Taking on the challenge
The 2017 race fell the day after our 5th wedding anniversary, so after collecting my race number and kit check we went out. Prossecco and an Italian feast were a welcome distraction from the next day’s race.
The race plan I had was simple – go out, breathe, look at the views, absorb the beauty of where I was and look for the joy in running. That plan in place, I was calm, excited and looking forward to seeing my parents who had flown over from the UK, to meet me at the first aid station.
The first aid station (16 km in) was awesome, full of friendly people and memorable, delicious star shaped biscuits. I munched through a handful with a cup of black sugary tea and a massive grin. The weather was great, blue skies and the air was cool, perfect for running.
The volunteers in the aid tent told me that I was the first woman. I laughed in disbelief. I thought about rushing my tea and scuttling off to maintain that lead. But I stopped myself and thought ‘no!’ ‘Stick to the plan!’ I was here to prove something to myself, and no one else. So, I finished my snacks and happily trotted off into the day with a massive smile.
The race passed, sometimes faster, sometimes slower, day into night into day again, big highs and big lows. I ran throughout the night, and decided not to sleep. The weather changed, to mist and snow. Outstanding views, sunsets, sunrises. The welcoming hugs of my parents at aid stations. (Supporting a runner at this race is hard – it takes almost as long to drive around the mountains as it does for me to run over the high passes.

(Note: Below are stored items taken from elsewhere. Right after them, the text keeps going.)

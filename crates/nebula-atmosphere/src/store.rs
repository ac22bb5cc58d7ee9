//! The external resource store: textures, material instances and meshes
//! addressed by name.

use std::fmt;
use std::sync::Arc;
use std::sync::atomic::{AtomicU64, Ordering};

use dashmap::DashMap;

use crate::precompute::{Table, TableExtent};
use crate::render::{MaterialInstance, ShaderMacros};

/// A non-owning reference to a texture held by a store.
///
/// Two handles are equal when they name the same registration.
#[derive(Clone)]
pub struct TextureHandle {
    name: Arc<str>,
    id: u64,
    extent: TableExtent,
}

impl TextureHandle {
    pub fn new(name: &str, id: u64, extent: TableExtent) -> Self {
        Self {
            name: Arc::from(name),
            id,
            extent,
        }
    }

    pub fn name(&self) -> &str {
        &self.name
    }

    pub fn id(&self) -> u64 {
        self.id
    }

    pub fn extent(&self) -> TableExtent {
        self.extent
    }
}

impl PartialEq for TextureHandle {
    fn eq(&self, other: &Self) -> bool {
        self.id == other.id && self.name == other.name
    }
}

impl Eq for TextureHandle {}

impl fmt::Debug for TextureHandle {
    fn fmt(&self, f: &mut fmt::Formatter<'_>) -> fmt::Result {
        write!(f, "TextureHandle({}#{})", self.name, self.id)
    }
}

/// A named indexed mesh held by a store. Positions are homogeneous.
#[derive(Clone, Debug, PartialEq)]
pub struct MeshHandle {
    name: Arc<str>,
    positions: Arc<[[f32; 4]]>,
    indices: Arc<[u32]>,
}

impl MeshHandle {
    pub fn new(name: &str, positions: &[[f32; 4]], indices: &[u32]) -> Self {
        Self {
            name: Arc::from(name),
            positions: Arc::from(positions),
            indices: Arc::from(indices),
        }
    }

    pub fn name(&self) -> &str {
        &self.name
    }

    pub fn positions(&self) -> &[[f32; 4]] {
        &self.positions
    }

    pub fn indices(&self) -> &[u32] {
        &self.indices
    }
}

/// Owner of textures, material instances and meshes shared by every
/// atmosphere. Implementations must be safe to call from several threads.
pub trait ResourceStore: Send + Sync {
    fn has_texture(&self, name: &str) -> bool;

    fn texture(&self, name: &str) -> Option<TextureHandle>;

    /// Take ownership of `table` under `name`, replacing any previous entry.
    fn register_texture(&self, name: &str, table: Table) -> TextureHandle;

    fn material_instance(
        &self,
        name: &str,
        macros: &ShaderMacros,
    ) -> Option<Arc<dyn MaterialInstance>>;

    fn mesh(&self, name: &str) -> Option<MeshHandle>;
}

struct StoredTexture {
    handle: TextureHandle,
    data: Option<Arc<Table>>,
}

/// In-process store backed by concurrent maps.
#[derive(Default)]
pub struct MemoryResourceStore {
    textures: DashMap<String, StoredTexture>,
    materials: DashMap<String, Arc<dyn MaterialInstance>>,
    requested_macros: DashMap<String, ShaderMacros>,
    meshes: DashMap<String, MeshHandle>,
    next_id: AtomicU64,
}

impl MemoryResourceStore {
    pub fn new() -> Self {
        Self::default()
    }

    fn next_id(&self) -> u64 {
        self.next_id.fetch_add(1, Ordering::Relaxed) + 1
    }

    /// Register an authored texture whose data lives elsewhere.
    pub fn register_external_texture(&self, name: &str, extent: TableExtent) -> TextureHandle {
        let handle = TextureHandle::new(name, self.next_id(), extent);
        self.textures.insert(
            name.to_string(),
            StoredTexture {
                handle: handle.clone(),
                data: None,
            },
        );
        handle
    }

    pub fn register_material(&self, name: &str, material: Arc<dyn MaterialInstance>) {
        self.materials.insert(name.to_string(), material);
    }

    pub fn register_mesh(&self, mesh: MeshHandle) {
        self.meshes.insert(mesh.name().to_string(), mesh);
    }

    /// Table data of a generated texture.
    pub fn texture_data(&self, name: &str) -> Option<Arc<Table>> {
        self.textures.get(name).and_then(|t| t.data.clone())
    }

    /// Macros of the last request for material `name`.
    pub fn requested_macros(&self, name: &str) -> Option<ShaderMacros> {
        self.requested_macros.get(name).map(|m| m.clone())
    }

    pub fn texture_names(&self) -> Vec<String> {
        let mut names: Vec<String> = self.textures.iter().map(|e| e.key().clone()).collect();
        names.sort();
        names
    }
}

impl ResourceStore for MemoryResourceStore {
    fn has_texture(&self, name: &str) -> bool {
        self.textures.contains_key(name)
    }

    fn texture(&self, name: &str) -> Option<TextureHandle> {
        self.textures.get(name).map(|t| t.handle.clone())
    }

    fn register_texture(&self, name: &str, table: Table) -> TextureHandle {
        let handle = TextureHandle::new(name, self.next_id(), table.extent());
        self.textures.insert(
            name.to_string(),
            StoredTexture {
                handle: handle.clone(),
                data: Some(Arc::new(table)),
            },
        );
        handle
    }

    fn material_instance(
        &self,
        name: &str,
        macros: &ShaderMacros,
    ) -> Option<Arc<dyn MaterialInstance>> {
        self.requested_macros
            .insert(name.to_string(), macros.clone());
        self.materials.get(name).map(|m| Arc::clone(m.value()))
    }

    fn mesh(&self, name: &str) -> Option<MeshHandle> {
        self.meshes.get(name).map(|m| m.clone())
    }
}

#[cfg(test)]
mod tests {
    use super::*;
    use crate::precompute::MemoryBudget;
    use crate::testing::RecordingMaterial;

    fn table(name: &str) -> Table {
        Table::allocate(name, TableExtent::d2(2, 2), &mut MemoryBudget::default()).unwrap()
    }

    #[test]
    fn test_register_and_fetch_texture() {
        let store = MemoryResourceStore::new();
        assert!(!store.has_texture("a"));
        let handle = store.register_texture("a", table("a"));
        assert!(store.has_texture("a"));
        assert_eq!(store.texture("a"), Some(handle.clone()));
        assert_eq!(handle.extent(), TableExtent::d2(2, 2));
        assert_eq!(store.texture_data("a").unwrap().extent(), handle.extent());
    }

    #[test]
    fn test_reregistration_yields_new_identity() {
        let store = MemoryResourceStore::new();
        let first = store.register_texture("a", table("a"));
        let second = store.register_texture("a", table("a"));
        assert_ne!(first, second);
        assert_eq!(store.texture("a"), Some(second));
    }

    #[test]
    fn test_external_texture_has_no_data() {
        let store = MemoryResourceStore::new();
        store.register_external_texture("cloud", TableExtent::d3(4, 4, 4));
        assert!(store.has_texture("cloud"));
        assert!(store.texture_data("cloud").is_none());
    }

    #[test]
    fn test_material_lookup_records_macros() {
        let store = MemoryResourceStore::new();
        store.register_material("sky", Arc::new(RecordingMaterial::new("sky")));
        let macros = ShaderMacros::new().define("USE_LUMINANCE", 1);
        let material = store.material_instance("sky", &macros).unwrap();
        assert_eq!(material.name(), "sky");
        assert_eq!(store.requested_macros("sky"), Some(macros.clone()));
        assert!(store.material_instance("missing", &macros).is_none());
    }

    #[test]
    fn test_mesh_lookup() {
        let store = MemoryResourceStore::new();
        assert!(store.mesh("quad").is_none());
        store.register_mesh(MeshHandle::new("quad", &[[0.0; 4]; 3], &[0, 1, 2]));
        let mesh = store.mesh("quad").unwrap();
        assert_eq!(mesh.name(), "quad");
        assert_eq!(mesh.positions().len(), 3);
        assert_eq!(mesh.indices(), [0, 1, 2]);
    }

    #[test]
    fn test_texture_names_sorted() {
        let store = MemoryResourceStore::new();
        store.register_texture("b", table("b"));
        store.register_texture("a", table("a"));
        assert_eq!(store.texture_names(), ["a", "b"]);
    }
}
//! Command-line argument parsing for the sky bake tool.

use std::path::PathBuf;

use clap::{Parser, ValueEnum};

use crate::{Config, ScalarValue, TableResolution};

/// Luminance mode as spelled on the command line.
#[derive(Debug, Clone, Copy, PartialEq, Eq, ValueEnum)]
pub enum LuminanceArg {
    None,
    Approximate,
    Precomputed,
}

impl LuminanceArg {
    /// Overlay encoding of the mode (`luminance_type`).
    pub fn overlay_value(self) -> i64 {
        match self {
            LuminanceArg::None => 0,
            LuminanceArg::Approximate => 1,
            LuminanceArg::Precomputed => 2,
        }
    }
}

/// Sky bake command-line arguments.
///
/// CLI values override settings loaded from `config.ron`.
#[derive(Parser, Debug, Default)]
#[command(name = "nebula-sky-bake", about = "Precompute atmosphere lookup tables")]
pub struct CliArgs {
    /// Path to config directory (overrides default location).
    #[arg(long)]
    pub config: Option<PathBuf>,

    /// Log level (error, warn, info, debug, trace).
    #[arg(long)]
    pub log_level: Option<String>,

    /// Lookup table size preset.
    #[arg(long, value_enum)]
    pub resolution: Option<TableResolution>,

    /// Luminance mode.
    #[arg(long, value_enum)]
    pub luminance: Option<LuminanceArg>,

    /// Disable ozone absorption.
    #[arg(long)]
    pub no_ozone: bool,

    /// Store single Mie scattering in its own table.
    #[arg(long)]
    pub separate_textures: bool,

    /// Use a flat solar spectrum instead of the measured one.
    #[arg(long)]
    pub constant_solar: bool,

    /// Output directory for previews and the manifest.
    #[arg(long)]
    pub output: Option<PathBuf>,

    /// Upload the generated tables to a headless GPU device.
    #[arg(long)]
    pub upload: bool,
}

impl Config {
    /// Apply CLI overrides to a loaded config.
    pub fn apply_cli_overrides(&mut self, args: &CliArgs) {
        if let Some(ref level) = args.log_level {
            self.debug.log_level = level.clone();
        }
        if let Some(resolution) = args.resolution {
            self.atmosphere.table_resolution = resolution;
        }
        if let Some(ref output) = args.output {
            self.atmosphere.output_dir = Some(output.clone());
        }

        let overlay = &mut self.atmosphere.overlay;
        if let Some(luminance) = args.luminance {
            overlay.insert(
                "luminance_type".into(),
                ScalarValue::Int(luminance.overlay_value()),
            );
        }
        if args.no_ozone {
            overlay.insert("use_ozone".into(), ScalarValue::Bool(false));
        }
        if args.separate_textures {
            overlay.insert("use_combined_textures".into(), ScalarValue::Bool(false));
        }
        if args.constant_solar {
            overlay.insert(
                "use_constant_solar_spectrum".into(),
                ScalarValue::Bool(true),
            );
        }
    }
}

There were 4 aid stations that were accessible by road, my parents made it to two and Dan made it to three).
After running for 29 hours, I finally made the last descent into Grachen, one of the shorter ones in the race, about 800m. It was gruelling, my body ached and my legs were exhausted. But from there I had about 15 minutes until the finish. I started sobbing, releasing all the anxiety that I wasn’t going to be able to finish.
I ran over the line with a huge grin, and a hug my parents and Dan. I was a mess of emotions; excitement, giddiness, relieved, overwhelmed and proud. And I couldn’t believe I”d finished third woman.
A year-long learning curve showed me that sometimes stopping, resting and giving your mind and body a chance to recover and heal, even though it feels like you’re allowing your body to lose your gains, was so worthwhile. I came back stronger and learnt that pushing through pain isn’t always the right answer.